▶ **PROBLEM REQUIREMENTS**:
Every line with the word "PermissionDenied" in it should be extracted from the data that follows.

▶ **SUPPLIED RECORDS**:
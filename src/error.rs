use std::path::PathBuf;

use crate::logging::LoggingError;

/// Top-level failure of one run.
#[derive(Debug, thiserror::Error)]
pub enum Error {
    #[error(transparent)]
    Config(#[from] ConfigError),

    #[error(transparent)]
    Read(#[from] ReadError),

    #[error(transparent)]
    Write(#[from] WriteError),

    #[error("failed to initialize logging: {0}")]
    Logging(#[from] LoggingError),
}

impl Error {
    /// Process exit code for this failure.
    pub fn exit_code(&self) -> u8 {
        match self {
            Error::Config(_) => 2,
            _ => 1,
        }
    }
}

/// Rejected run parameters. Raised before any generation work starts.
#[derive(Debug, Clone, PartialEq, Eq, thiserror::Error)]
pub enum ConfigError {
    #[error("invalid password length {0}: must be positive")]
    NonPositive(i64),

    #[error("invalid password length {requested}: exceeds cap of {cap} (info tokens + special characters)")]
    ExceedsCap { requested: i64, cap: usize },

    #[error("special character set is empty")]
    EmptySpecials,
}

/// Failure reading the info source.
#[derive(Debug, thiserror::Error)]
pub enum ReadError {
    #[error("info file '{}' does not exist", path.display())]
    Missing { path: PathBuf },

    #[error("cannot decode info file '{}' as UTF-8", path.display())]
    Decode { path: PathBuf },

    #[error("I/O error reading info file '{}': {source}", path.display())]
    Io {
        path: PathBuf,
        #[source]
        source: std::io::Error,
    },

    #[error("unexpected error reading info file '{}': {source}", path.display())]
    Unexpected {
        path: PathBuf,
        #[source]
        source: std::io::Error,
    },
}

impl ReadError {
    /// Classify an I/O failure on `path`.
    ///
    /// Anything the OS reported with an error code is a read failure the run
    /// can skip past; only errors with no OS code and no known kind are
    /// unexpected.
    pub fn from_io(path: PathBuf, source: std::io::Error) -> Self {
        use std::io::ErrorKind;

        match source.kind() {
            ErrorKind::NotFound | ErrorKind::NotADirectory | ErrorKind::InvalidFilename => {
                ReadError::Missing { path }
            }
            ErrorKind::InvalidData => ReadError::Decode { path },
            ErrorKind::PermissionDenied
            | ErrorKind::IsADirectory
            | ErrorKind::Interrupted
            | ErrorKind::UnexpectedEof
            | ErrorKind::OutOfMemory
            | ErrorKind::InvalidInput
            | ErrorKind::ResourceBusy
            | ErrorKind::StaleNetworkFileHandle
            | ErrorKind::WouldBlock
            | ErrorKind::TimedOut => ReadError::Io { path, source },
            _ if source.raw_os_error().is_some() => ReadError::Io { path, source },
            _ => ReadError::Unexpected { path, source },
        }
    }

    /// Whether the run can go on with an empty info list.
    pub fn is_recoverable(&self) -> bool {
        !matches!(self, ReadError::Unexpected { .. })
    }
}

/// Failure writing the dictionary.
#[derive(Debug, thiserror::Error)]
pub enum WriteError {
    #[error("cannot create directory '{}': {source}", path.display())]
    CreateDir {
        path: PathBuf,
        #[source]
        source: std::io::Error,
    },

    #[error("cannot open dictionary file '{}': {source}", path.display())]
    Open {
        path: PathBuf,
        #[source]
        source: std::io::Error,
    },

    #[error("failed writing dictionary '{}': {source}", path.display())]
    Write {
        path: PathBuf,
        #[source]
        source: std::io::Error,
    },
}

#[cfg(test)]
mod tests {
    use std::io;

    use super::*;

    fn classify(kind: io::ErrorKind) -> ReadError {
        ReadError::from_io(PathBuf::from("info.txt"), io::Error::from(kind))
    }

    #[test]
    fn classified_read_errors_are_recoverable() {
        assert!(matches!(classify(io::ErrorKind::NotFound), ReadError::Missing { .. }));
        assert!(matches!(classify(io::ErrorKind::InvalidData), ReadError::Decode { .. }));
        assert!(matches!(classify(io::ErrorKind::PermissionDenied), ReadError::Io { .. }));
        assert!(classify(io::ErrorKind::NotFound).is_recoverable());
        assert!(classify(io::ErrorKind::PermissionDenied).is_recoverable());
    }

    #[test]
    fn bad_path_components_count_as_missing() {
        assert!(matches!(classify(io::ErrorKind::NotADirectory), ReadError::Missing { .. }));
        assert!(matches!(classify(io::ErrorKind::InvalidFilename), ReadError::Missing { .. }));
    }

    #[test]
    fn os_errors_are_recoverable() {
        // ELOOP has no dedicated ErrorKind
        let err = ReadError::from_io(
            PathBuf::from("info.txt"),
            io::Error::from_raw_os_error(libc::ELOOP),
        );
        assert!(matches!(err, ReadError::Io { .. }));
        assert!(err.is_recoverable());
    }

    #[test]
    fn unclassified_read_errors_propagate() {
        let err = classify(io::ErrorKind::Other);
        assert!(matches!(err, ReadError::Unexpected { .. }));
        assert!(!err.is_recoverable());
    }

    #[test]
    fn config_errors_exit_with_two() {
        let err = Error::from(ConfigError::NonPositive(0));
        assert_eq!(err.exit_code(), 2);
        assert_eq!(err.to_string(), "invalid password length 0: must be positive");
    }
}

▶ **TASK ANSWER**:
            ErrorKind::PermissionDenied
        assert!(matches!(classify(io::ErrorKind::PermissionDenied), ReadError::Io { .. }));
        assert!(classify(io::ErrorKind::PermissionDenied).is_recoverable());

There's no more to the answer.